Low self-esteem is correspondent to a lack of confidence in achievement, whereas aggression is typically executed with an expectation of overpowering another person.

Most pertinently, those harbouring low self-esteem are doubtful in their self-identity, whereas aggression is likely carried out to uphold high self-regard. For instance, Baumeister et al. point out,

“Violent men seem to have a strong sense of personal superiority, and their violence often seems to stem from a sense of wounded pride. When someone else questions or disputes their favorable view of self, they lash out in response.”

When large groups diverge in levels of self-esteem, those with greater self-esteem are typically more violent. Violent individuals such as murderers, rapists and wife beaters are all discernible by their firmly held convictions of self-dominance.

Moreover, manic depressive individuals tend to show more aggression throughout a manic phase, indicated by a highly positive self-view, than during a period of depression, which is characterised by low self-esteem. Being drunk is also shown to temporarily enhance self-esteem, in tandem with a propensity for violence.

Based on these data, should we jump to the reverse assumption, that high self-esteem triggers aggression? Baumeister et al. think not.

They suggest we should first determine whether especially nonviolent people also have high self-esteem.

To that end, an important distinction is made by the authors between stable and unstable self-esteem. In their study, they found that people whose self-esteem is high and stable are least inclined to be hostile, while those with high and unstable self-esteem are the most hostile.

Narcissism

Research shows a strong association between narcissism and elevated but volatile self-esteem. Narcissism is therefore conceivably linked to aggression and violence, particularly during an encounter in which a narcissist is faced with mistrust or challenge to their excessively flattering self-view.

Narcissists are deeply devoted and attached to such views, and they wish for others to agree with them.

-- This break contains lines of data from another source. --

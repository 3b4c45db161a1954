use std::pin::Pin;

use futures::Stream;

use council_core::{AdvisorId, AdvisorUpdate, MessageStatus};

/// Push-based feed of one turn's advisor updates. Ends once both advisors
/// are terminal.
pub type TurnSubscription = Pin<Box<dyn Stream<Item = AdvisorUpdate> + Send>>;

#[derive(Clone, Copy, Debug)]
struct Seen {
    len: usize,
    status: MessageStatus,
}

/// Filters a merged replay and live feed so that each advisor's updates are
/// monotonic and nothing follows its terminal update.
#[derive(Debug, Default)]
pub struct UpdateTracker {
    seen: [Option<Seen>; 2],
}

impl UpdateTracker {
    pub fn new() -> Self {
        Self::default()
    }

    /// Record `update` and report whether it should be delivered.
    pub fn accept(&mut self, update: &AdvisorUpdate) -> bool {
        let slot = &mut self.seen[update.advisor.index()];
        if let Some(seen) = slot {
            if seen.status.is_terminal() {
                return false;
            }
            if !update.is_terminal() {
                let stale = update.text.len() < seen.len;
                let repeat = update.text.len() == seen.len && update.status == seen.status;
                if stale || repeat {
                    return false;
                }
            }
        }
        *slot = Some(Seen {
            len: update.text.len(),
            status: update.status,
        });
        true
    }

    pub fn is_terminal(&self, advisor: AdvisorId) -> bool {
        self.seen[advisor.index()].is_some_and(|s| s.status.is_terminal())
    }

    pub fn all_terminal(&self) -> bool {
        AdvisorId::ALL.iter().all(|a| self.is_terminal(*a))
    }
}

Therefore, when their self-view is threatened, they feel they must defend it.

That said, Baumeister et al. emphasise that narcissism should be understood as a risk factor rather than a direct cause of aggression, and that the more threatening sides of narcissism lie in feelings of superiority and entitlement rather than mere vanity or arrogance.

At this point, a frequent question introduced is whether outward egotism is simply a method of concealing deep-seated insecurities. For example, perhaps wife beaters actually feel inferior to their wives, using aggression as a cover-up.

In response to this question, Baumeister et al. ask,

“How can hidden low self-esteem cause aggression if non-hidden low self-esteem has no such effect?”

Studies too have discarded this view. For the most part, playground bullies and gang members do not have covert low self-esteem. Likewise, practically all studies show that narcissists have high self-esteem.

Overall, Baumeister et al. suggest it is time to put an end to the search for straightforward links between self-esteem and aggression. Research has refuted the age-old view that low self-esteem leads to violence, while the opposing view incriminating high self-esteem is overly simplistic. High self-esteem is a trait of both aggressive and non-aggressive people, and so endeavours to make direct predictions are unconvincing. By and large, it seems redundant to suppose any direct link between self-views and aggression.

 

Works Cited

Baumeister, R. F., Bushman, B. J., & Campbell, W. K. (2000). Self-esteem, narcissism, and aggression: Does violence result from low self-esteem or from threatened egotism?. Current directions in psychological science9(1), 26-29.

Baumeister, R. (1993). Self-esteem. New York: Plenum Press.